IGP’s strongest material were in skits like these which parodied contemporary life — while there was an ecstatic joy to surrealist escapes into a world where the genie from Aladdin “goes by ‘Gene’ now” and dragons were taking over Albuquerque, the hardest-hitting moments in the show came in the form of delirious one-liners, a format that current IGP Czar Frank Garland (“The Closer,” if you will) certainly has a knack for, repeatedly ending skits on a high.
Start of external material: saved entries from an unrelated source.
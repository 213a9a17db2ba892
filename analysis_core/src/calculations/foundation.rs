//! # Foundation Analyzer
//!
//! Sizes a single spread footing from the aggregate structural results and
//! checks bearing, overturning and sliding.
//!
//! ## Method
//!
//! - Vertical load `P = 1.5 × total weight`
//! - Required area `A = P / q_allow`, aspect ratio 1.5:
//!   `length = √(1.5·A)`, `width = A / length`
//! - Thickness `max(12 in, frost depth / 3)`, rounded up to a whole inch
//! - Minimum steel `As = 0.0018·b·h` each way (ACI 318-19 Table 24.4.3.2)
//!   with #5 bars
//! - Overturning factor `(P·width/2) / M`, sliding factor `P·tan(φ) / H`
//! - `utilization = max(q/q_allow, 1/FS_ot, 1/FS_sl)`, passes at ≤ 1.0
//!
//! Pure: the same aggregate always yields the same footing.

use serde::{Deserialize, Serialize};
use tracing::debug;

use crate::analysis::StructuralAnalysis;
use crate::errors::{AnalysisError, AnalysisResult, Stage};
use crate::loads::LoadKind;

/// Vertical load amplification over the frame weight
pub const VERTICAL_LOAD_FACTOR: f64 = 1.5;

/// Footing length / width
pub const FOOTING_ASPECT_RATIO: f64 = 1.5;

/// Minimum footing thickness (in)
pub const MIN_FOOTING_THICKNESS_IN: f64 = 12.0;

/// Dead load factor resisting uplift (0.9D + 1.0W)
pub const UPLIFT_DEAD_FACTOR: f64 = 0.9;

/// Shrinkage and temperature steel ratio
pub const MIN_STEEL_RATIO: f64 = 0.0018;

/// Area of one #5 bar (in²)
pub const NO5_BAR_AREA_IN2: f64 = 0.31;

/// Rounding slack on the utilization limit; bearing sits exactly at 1.0
/// by construction.
const UTILIZATION_TOLERANCE: f64 = 1e-9;

/// Soil parameters for the footing.
#[derive(Debug, Clone, Copy, PartialEq, Serialize, Deserialize)]
#[serde(default)]
pub struct SoilProperties {
    /// Allowable bearing pressure (psf)
    pub allowable_bearing_psf: f64,
    /// Internal friction angle φ (degrees)
    pub friction_angle_deg: f64,
    /// Soil unit weight (pcf)
    pub unit_weight_pcf: f64,
    /// Frost penetration depth (in)
    pub frost_depth_in: f64,
}

impl Default for SoilProperties {
    /// IBC Table 1806.2 presumptive values for sandy/silty soils
    fn default() -> Self {
        SoilProperties {
            allowable_bearing_psf: 2000.0,
            friction_angle_deg: 30.0,
            unit_weight_pcf: 120.0,
            frost_depth_in: 36.0,
        }
    }
}

impl SoilProperties {
    pub fn validate(&self) -> AnalysisResult<()> {
        if !self.allowable_bearing_psf.is_finite() || self.allowable_bearing_psf <= 0.0 {
            return Err(AnalysisError::invalid_input(
                "allowable_bearing_psf",
                self.allowable_bearing_psf.to_string(),
                "Allowable bearing must be positive",
            ));
        }
        if !(self.friction_angle_deg > 0.0 && self.friction_angle_deg < 90.0) {
            return Err(AnalysisError::invalid_input(
                "friction_angle_deg",
                self.friction_angle_deg.to_string(),
                "Friction angle must be in (0, 90) degrees",
            ));
        }
        if !self.frost_depth_in.is_finite() || self.frost_depth_in < 0.0 {
            return Err(AnalysisError::invalid_input(
                "frost_depth_in",
                self.frost_depth_in.to_string(),
                "Frost depth cannot be negative",
            ));
        }
        Ok(())
    }
}

/// Superstructure loads delivered to the footing.
#[derive(Debug, Clone, Copy, PartialEq, Serialize, Deserialize)]
pub struct FoundationLoads {
    pub vertical_lb: f64,
    pub horizontal_lb: f64,
    pub moment_ftlb: f64,
    /// Net wind uplift after the 0.9D counterweight, never negative
    pub uplift_lb: f64,
}

/// Bottom mat reinforcement, same each way.
#[derive(Debug, Clone, PartialEq, Serialize, Deserialize)]
pub struct Reinforcement {
    pub bar_size: String,
    pub required_area_in2: f64,
    pub bar_count: u32,
    pub spacing_in: f64,
}

/// Footing geometry.
#[derive(Debug, Clone, PartialEq, Serialize, Deserialize)]
pub struct Footing {
    pub length_ft: f64,
    pub width_ft: f64,
    pub area_ft2: f64,
    pub thickness_in: f64,
    pub reinforcement: Reinforcement,
}

/// Bearing and stability checks.
#[derive(Debug, Clone, Copy, PartialEq, Serialize, Deserialize)]
pub struct StabilityResults {
    pub bearing_pressure_psf: f64,
    pub overturning_factor: f64,
    pub sliding_factor: f64,
    pub utilization: f64,
    pub passed: bool,
}

/// Complete foundation result.
#[derive(Debug, Clone, PartialEq, Serialize, Deserialize)]
pub struct FoundationAnalysis {
    pub soil: SoilProperties,
    pub loads: FoundationLoads,
    pub footing: Footing,
    pub stability: StabilityResults,
}

fn positive(name: &str, value: f64) -> AnalysisResult<f64> {
    if value.is_finite() && value > 0.0 {
        Ok(value)
    } else {
        Err(AnalysisError::domain(
            "foundation",
            None,
            Stage::Foundation,
            format!("{} must be positive, got {}", name, value),
        ))
    }
}

fn reinforcement(width_ft: f64, thickness_in: f64) -> Reinforcement {
    let width_in = width_ft * 12.0;
    let required_area_in2 = MIN_STEEL_RATIO * width_in * thickness_in;
    let bar_count = ((required_area_in2 / NO5_BAR_AREA_IN2).ceil() as u32).max(2);
    Reinforcement {
        bar_size: "#5".to_string(),
        required_area_in2,
        bar_count,
        spacing_in: width_in / bar_count as f64,
    }
}

/// Size the footing for a completed analysis.
///
/// # Errors
///
/// `ComputationDomain` when total weight, base shear or overturning moment
/// is not positive; `InvalidInput` for unusable soil properties.
pub fn analyze_foundation(
    analysis: &StructuralAnalysis,
    soil: &SoilProperties,
) -> AnalysisResult<FoundationAnalysis> {
    soil.validate()?;
    let results = &analysis.results;
    let weight = positive("total weight", results.total_weight_lb)?;
    let horizontal = positive("base shear", results.base_shear_lb)?;
    let moment = positive("overturning moment", results.overturning_moment_ftlb)?;

    let vertical = weight * VERTICAL_LOAD_FACTOR;
    let wind_psf = analysis.load_magnitude(LoadKind::Wind);
    let plan_area = analysis
        .load_conditions
        .iter()
        .find(|c| c.kind == LoadKind::Wind)
        .map(|c| c.area.area_ft2())
        .unwrap_or(0.0);
    let uplift = (wind_psf * plan_area - UPLIFT_DEAD_FACTOR * weight).max(0.0);

    let area = vertical / soil.allowable_bearing_psf;
    let length = (area * FOOTING_ASPECT_RATIO).sqrt();
    let width = area / length;
    let thickness = MIN_FOOTING_THICKNESS_IN.max(soil.frost_depth_in / 3.0).ceil();

    let bearing_pressure = vertical / area;
    let overturning_factor = positive("overturning factor", (vertical * width / 2.0) / moment)?;
    let sliding_factor = positive(
        "sliding factor",
        vertical * soil.friction_angle_deg.to_radians().tan() / horizontal,
    )?;

    let utilization = positive(
        "utilization",
        (bearing_pressure / soil.allowable_bearing_psf)
            .max(1.0 / overturning_factor)
            .max(1.0 / sliding_factor),
    )?;
    let passed = utilization <= 1.0 + UTILIZATION_TOLERANCE;

    debug!(
        length_ft = length,
        width_ft = width,
        utilization,
        passed,
        "footing sized"
    );

    Ok(FoundationAnalysis {
        soil: *soil,
        loads: FoundationLoads {
            vertical_lb: vertical,
            horizontal_lb: horizontal,
            moment_ftlb: moment,
            uplift_lb: uplift,
        },
        footing: Footing {
            length_ft: length,
            width_ft: width,
            area_ft2: area,
            thickness_in: thickness,
            reinforcement: reinforcement(width, thickness),
        },
        stability: StabilityResults {
            bearing_pressure_psf: bearing_pressure,
            overturning_factor,
            sliding_factor,
            utilization,
            passed,
        },
    })
}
By nature improv is, of course, a precarious art, and at times in search for structural cohesion, certain themes were perhaps overwrought — repeated references to “Chicago: The Musical,” for example, began to lose their impact in the last couple repetitions, and, while a skit where Chenevey gave birth to an entire live improv troupe was fascinating to see executed, it lacked a certain nuance which could have elevated it past novelty.
That said, while there were moments of nuance, ingenuity, and perhaps even poignancy in the show, these factors weren’t the driving force behind the exuberant madness which was the IGP Player of the Year Show. A combination of the seemingly limitless energy and charisma of the Players, a good-humoured Bloom, and an undeniably sporting audience meant that the show was a silly and joyous celebration of simply a group of funny people, letting their imaginations run riot, and not taking anything too seriously. Or in other words, on a rainy October evening, it was exactly what was needed.